- AIM OF THE TASK
Once you find the line with "pub fn deliver(&self)" in the data that follows, repeat it and every line after it exactly, through the line with "pub fn run(&mut".

- SUPPLIED DATA
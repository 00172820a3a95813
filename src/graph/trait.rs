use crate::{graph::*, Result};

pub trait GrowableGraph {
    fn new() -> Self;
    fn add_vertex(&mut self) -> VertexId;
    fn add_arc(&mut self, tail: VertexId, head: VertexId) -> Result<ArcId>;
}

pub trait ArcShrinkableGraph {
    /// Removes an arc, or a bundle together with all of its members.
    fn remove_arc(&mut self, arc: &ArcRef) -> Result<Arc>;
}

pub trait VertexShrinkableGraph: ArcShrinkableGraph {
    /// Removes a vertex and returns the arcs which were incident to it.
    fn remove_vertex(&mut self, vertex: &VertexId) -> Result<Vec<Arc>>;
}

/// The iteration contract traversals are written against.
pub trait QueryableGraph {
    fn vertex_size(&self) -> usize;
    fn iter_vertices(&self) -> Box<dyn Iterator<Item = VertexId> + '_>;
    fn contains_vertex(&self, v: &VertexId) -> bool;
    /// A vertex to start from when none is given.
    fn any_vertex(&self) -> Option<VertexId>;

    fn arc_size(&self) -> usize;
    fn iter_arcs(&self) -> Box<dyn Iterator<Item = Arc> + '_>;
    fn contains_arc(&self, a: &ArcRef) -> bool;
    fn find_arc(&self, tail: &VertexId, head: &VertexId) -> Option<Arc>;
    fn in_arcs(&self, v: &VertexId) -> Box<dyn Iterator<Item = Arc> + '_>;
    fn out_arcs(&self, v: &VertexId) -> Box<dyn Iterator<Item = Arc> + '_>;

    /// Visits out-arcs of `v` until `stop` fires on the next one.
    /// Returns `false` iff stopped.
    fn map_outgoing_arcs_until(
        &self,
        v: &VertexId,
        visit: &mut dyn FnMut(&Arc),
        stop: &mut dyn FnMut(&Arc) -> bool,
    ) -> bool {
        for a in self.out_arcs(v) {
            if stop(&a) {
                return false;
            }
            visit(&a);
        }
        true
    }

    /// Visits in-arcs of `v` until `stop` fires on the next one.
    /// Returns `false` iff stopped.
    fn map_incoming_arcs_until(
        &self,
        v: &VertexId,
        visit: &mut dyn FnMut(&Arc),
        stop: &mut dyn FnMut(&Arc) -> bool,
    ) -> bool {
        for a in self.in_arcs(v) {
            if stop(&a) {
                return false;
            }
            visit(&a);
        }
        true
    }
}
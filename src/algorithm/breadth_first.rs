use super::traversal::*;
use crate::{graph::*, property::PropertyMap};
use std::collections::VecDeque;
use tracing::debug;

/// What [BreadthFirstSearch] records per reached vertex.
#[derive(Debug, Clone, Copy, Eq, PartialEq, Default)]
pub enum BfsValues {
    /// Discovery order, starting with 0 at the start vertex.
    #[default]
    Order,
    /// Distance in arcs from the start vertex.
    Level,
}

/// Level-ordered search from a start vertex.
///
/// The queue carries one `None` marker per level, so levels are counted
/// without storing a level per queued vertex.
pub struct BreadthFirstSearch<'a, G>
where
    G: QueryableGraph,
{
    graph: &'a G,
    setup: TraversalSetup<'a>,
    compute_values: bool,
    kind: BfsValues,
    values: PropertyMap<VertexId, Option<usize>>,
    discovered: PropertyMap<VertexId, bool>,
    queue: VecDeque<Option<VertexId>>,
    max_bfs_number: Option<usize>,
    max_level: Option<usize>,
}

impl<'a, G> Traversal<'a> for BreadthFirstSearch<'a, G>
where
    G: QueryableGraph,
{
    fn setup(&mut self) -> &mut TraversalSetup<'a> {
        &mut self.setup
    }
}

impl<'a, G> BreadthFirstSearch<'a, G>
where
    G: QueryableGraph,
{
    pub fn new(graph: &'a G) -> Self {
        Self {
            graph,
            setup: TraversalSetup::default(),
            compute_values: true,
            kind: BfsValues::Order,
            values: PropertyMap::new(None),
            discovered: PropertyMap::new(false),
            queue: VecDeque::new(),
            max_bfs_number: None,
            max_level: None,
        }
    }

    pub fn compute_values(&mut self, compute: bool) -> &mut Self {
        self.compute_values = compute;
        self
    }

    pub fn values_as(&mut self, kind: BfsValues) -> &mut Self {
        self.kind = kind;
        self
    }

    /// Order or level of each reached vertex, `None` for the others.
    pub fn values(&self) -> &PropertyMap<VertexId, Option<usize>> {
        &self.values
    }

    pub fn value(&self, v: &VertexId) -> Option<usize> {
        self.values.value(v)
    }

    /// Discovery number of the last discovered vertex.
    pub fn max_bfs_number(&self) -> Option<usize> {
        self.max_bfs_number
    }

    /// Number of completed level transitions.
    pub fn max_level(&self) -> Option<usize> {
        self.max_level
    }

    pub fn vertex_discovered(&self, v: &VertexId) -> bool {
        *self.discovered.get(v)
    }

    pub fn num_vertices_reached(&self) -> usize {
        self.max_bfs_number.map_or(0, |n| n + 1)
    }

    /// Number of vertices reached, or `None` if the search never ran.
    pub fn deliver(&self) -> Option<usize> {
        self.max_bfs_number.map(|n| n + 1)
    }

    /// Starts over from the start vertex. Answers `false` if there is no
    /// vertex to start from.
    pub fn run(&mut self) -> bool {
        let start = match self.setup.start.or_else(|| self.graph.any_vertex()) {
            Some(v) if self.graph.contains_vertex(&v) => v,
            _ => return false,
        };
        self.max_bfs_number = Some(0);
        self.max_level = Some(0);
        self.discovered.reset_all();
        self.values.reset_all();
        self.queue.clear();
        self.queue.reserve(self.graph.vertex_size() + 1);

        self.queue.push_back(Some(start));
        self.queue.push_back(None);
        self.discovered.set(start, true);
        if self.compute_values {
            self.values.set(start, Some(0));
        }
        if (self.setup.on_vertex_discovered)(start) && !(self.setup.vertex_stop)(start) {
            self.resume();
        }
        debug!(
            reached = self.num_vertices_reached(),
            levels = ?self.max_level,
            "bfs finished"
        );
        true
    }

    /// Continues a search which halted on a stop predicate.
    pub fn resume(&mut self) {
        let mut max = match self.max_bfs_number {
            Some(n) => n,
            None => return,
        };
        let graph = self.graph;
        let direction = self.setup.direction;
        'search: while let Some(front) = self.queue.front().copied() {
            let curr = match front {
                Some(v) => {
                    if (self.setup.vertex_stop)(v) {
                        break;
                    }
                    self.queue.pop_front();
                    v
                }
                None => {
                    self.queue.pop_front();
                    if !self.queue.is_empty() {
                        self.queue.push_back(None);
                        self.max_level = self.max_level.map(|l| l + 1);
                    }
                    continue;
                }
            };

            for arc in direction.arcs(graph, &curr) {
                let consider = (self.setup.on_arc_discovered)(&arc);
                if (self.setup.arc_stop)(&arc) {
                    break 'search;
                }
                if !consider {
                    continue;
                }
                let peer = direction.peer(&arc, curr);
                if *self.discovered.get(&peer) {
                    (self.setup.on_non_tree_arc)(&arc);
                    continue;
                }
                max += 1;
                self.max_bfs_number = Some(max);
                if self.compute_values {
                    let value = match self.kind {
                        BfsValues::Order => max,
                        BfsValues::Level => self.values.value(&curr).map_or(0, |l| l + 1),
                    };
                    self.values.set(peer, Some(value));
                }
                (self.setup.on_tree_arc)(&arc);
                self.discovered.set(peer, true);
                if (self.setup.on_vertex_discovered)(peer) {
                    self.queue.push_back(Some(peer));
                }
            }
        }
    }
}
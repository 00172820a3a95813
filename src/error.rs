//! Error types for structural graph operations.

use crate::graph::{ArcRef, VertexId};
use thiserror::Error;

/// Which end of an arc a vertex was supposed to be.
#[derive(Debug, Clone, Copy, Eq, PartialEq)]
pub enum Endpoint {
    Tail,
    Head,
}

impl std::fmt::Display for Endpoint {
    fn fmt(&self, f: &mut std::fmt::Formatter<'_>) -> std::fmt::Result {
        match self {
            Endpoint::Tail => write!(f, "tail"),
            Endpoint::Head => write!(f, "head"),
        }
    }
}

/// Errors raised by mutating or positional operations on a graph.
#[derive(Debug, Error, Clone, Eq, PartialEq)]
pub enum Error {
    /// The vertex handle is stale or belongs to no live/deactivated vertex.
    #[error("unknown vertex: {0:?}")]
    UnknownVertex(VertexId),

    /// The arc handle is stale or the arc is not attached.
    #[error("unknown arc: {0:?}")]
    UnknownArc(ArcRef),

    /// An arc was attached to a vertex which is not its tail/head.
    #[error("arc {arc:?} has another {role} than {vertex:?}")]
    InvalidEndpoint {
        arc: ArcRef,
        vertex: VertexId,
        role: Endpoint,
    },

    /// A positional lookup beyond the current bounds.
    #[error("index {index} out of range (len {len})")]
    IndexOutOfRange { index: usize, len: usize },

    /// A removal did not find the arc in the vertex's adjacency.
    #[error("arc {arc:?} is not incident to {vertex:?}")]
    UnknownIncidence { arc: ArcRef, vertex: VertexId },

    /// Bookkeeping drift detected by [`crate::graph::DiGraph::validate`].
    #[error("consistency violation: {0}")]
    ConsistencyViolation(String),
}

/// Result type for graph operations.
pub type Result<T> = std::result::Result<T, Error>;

- SOLVED PROBLEM
    pub fn deliver(&self) -> Option<usize> {
        self.max_bfs_number.map(|n| n + 1)
    }

    /// Starts over from the start vertex. Answers `false` if there is no
    /// vertex to start from.
    pub fn run(&mut self) -> bool {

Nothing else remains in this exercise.